YOUR GOAL: The expected answer comprises all lines from the entries that contain the string "write".

Source records:
____________________

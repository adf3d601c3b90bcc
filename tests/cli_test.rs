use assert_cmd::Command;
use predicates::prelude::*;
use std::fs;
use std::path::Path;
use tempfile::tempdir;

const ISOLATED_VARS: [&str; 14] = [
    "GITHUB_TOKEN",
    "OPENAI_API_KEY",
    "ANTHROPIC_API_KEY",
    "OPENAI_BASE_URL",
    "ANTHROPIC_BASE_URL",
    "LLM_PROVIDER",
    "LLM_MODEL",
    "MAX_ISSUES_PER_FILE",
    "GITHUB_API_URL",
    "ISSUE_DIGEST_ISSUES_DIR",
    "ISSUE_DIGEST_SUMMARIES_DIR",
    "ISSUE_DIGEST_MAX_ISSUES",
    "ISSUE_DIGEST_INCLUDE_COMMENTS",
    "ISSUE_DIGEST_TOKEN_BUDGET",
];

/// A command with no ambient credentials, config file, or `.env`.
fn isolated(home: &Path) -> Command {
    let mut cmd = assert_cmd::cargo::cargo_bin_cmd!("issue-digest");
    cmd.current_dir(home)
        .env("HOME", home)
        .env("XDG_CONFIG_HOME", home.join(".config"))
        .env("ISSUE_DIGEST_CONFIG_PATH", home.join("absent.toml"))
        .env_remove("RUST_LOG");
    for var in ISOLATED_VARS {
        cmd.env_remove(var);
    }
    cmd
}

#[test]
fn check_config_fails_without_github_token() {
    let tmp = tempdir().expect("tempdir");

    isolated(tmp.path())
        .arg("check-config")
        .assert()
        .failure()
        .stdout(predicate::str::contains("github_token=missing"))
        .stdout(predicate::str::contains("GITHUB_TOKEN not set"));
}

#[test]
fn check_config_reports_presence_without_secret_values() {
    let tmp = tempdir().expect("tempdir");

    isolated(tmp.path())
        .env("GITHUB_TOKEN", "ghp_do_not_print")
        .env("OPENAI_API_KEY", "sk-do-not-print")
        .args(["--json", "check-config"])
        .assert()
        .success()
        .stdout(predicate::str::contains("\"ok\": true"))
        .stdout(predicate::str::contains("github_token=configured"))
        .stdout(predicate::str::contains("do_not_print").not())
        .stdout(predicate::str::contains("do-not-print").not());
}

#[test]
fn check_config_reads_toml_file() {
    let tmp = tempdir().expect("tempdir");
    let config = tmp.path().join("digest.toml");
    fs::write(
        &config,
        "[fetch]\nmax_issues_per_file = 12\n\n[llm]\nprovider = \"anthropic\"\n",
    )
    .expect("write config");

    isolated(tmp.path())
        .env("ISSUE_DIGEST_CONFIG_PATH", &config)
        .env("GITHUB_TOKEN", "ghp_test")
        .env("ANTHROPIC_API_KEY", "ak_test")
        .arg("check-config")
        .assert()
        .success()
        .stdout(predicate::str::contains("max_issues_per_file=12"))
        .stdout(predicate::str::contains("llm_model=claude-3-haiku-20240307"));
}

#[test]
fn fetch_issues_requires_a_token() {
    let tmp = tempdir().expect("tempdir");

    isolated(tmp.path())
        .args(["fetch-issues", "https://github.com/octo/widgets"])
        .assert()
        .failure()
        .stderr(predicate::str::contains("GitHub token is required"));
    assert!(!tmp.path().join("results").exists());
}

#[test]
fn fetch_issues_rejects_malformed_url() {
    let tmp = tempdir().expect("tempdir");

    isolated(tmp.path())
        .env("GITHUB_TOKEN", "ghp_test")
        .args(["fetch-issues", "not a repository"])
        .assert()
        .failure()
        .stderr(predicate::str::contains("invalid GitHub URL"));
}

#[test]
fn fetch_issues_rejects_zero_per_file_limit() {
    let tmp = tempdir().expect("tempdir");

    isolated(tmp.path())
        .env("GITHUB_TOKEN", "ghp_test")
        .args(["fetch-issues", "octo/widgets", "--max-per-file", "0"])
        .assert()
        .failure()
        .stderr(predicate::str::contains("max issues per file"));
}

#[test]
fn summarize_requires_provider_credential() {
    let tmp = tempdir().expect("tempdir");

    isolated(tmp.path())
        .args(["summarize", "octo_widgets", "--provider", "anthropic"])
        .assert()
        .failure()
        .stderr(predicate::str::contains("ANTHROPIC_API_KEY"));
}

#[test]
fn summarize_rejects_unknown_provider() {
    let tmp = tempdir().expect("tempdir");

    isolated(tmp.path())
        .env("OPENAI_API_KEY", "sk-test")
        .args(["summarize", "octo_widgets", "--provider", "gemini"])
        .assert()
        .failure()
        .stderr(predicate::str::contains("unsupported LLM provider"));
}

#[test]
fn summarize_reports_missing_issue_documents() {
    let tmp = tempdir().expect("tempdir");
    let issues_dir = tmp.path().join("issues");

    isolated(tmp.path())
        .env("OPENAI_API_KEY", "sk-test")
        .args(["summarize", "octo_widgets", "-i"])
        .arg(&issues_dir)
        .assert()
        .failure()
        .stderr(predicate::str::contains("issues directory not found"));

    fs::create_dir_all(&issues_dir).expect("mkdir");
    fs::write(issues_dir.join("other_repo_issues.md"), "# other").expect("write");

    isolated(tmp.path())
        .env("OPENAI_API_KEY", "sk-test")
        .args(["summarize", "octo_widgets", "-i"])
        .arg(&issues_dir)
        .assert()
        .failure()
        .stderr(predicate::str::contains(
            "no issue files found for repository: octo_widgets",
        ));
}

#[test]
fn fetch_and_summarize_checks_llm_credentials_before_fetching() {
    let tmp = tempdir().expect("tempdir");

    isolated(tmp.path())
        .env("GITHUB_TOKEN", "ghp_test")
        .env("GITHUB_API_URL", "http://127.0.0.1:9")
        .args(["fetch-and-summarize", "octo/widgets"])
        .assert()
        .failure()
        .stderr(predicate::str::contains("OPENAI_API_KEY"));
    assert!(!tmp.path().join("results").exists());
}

____________________

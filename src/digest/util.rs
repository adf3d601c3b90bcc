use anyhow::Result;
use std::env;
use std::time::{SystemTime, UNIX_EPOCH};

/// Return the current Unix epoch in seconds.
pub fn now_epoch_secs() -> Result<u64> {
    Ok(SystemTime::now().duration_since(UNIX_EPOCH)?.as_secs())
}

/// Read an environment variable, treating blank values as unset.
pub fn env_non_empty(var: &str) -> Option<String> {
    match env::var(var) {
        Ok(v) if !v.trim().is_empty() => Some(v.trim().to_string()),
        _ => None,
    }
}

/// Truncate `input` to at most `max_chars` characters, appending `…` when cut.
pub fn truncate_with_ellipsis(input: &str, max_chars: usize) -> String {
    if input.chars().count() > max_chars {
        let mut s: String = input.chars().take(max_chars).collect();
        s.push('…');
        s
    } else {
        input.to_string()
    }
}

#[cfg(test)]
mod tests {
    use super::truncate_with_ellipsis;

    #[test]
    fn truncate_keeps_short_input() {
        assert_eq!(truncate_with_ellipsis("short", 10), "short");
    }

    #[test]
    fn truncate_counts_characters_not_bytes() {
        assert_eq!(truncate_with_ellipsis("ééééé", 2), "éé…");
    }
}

____________________

RESPONSE BELOW:
    fs::write(
    .expect("write config");
    fs::write(issues_dir.join("other_repo_issues.md"), "# other").expect("write");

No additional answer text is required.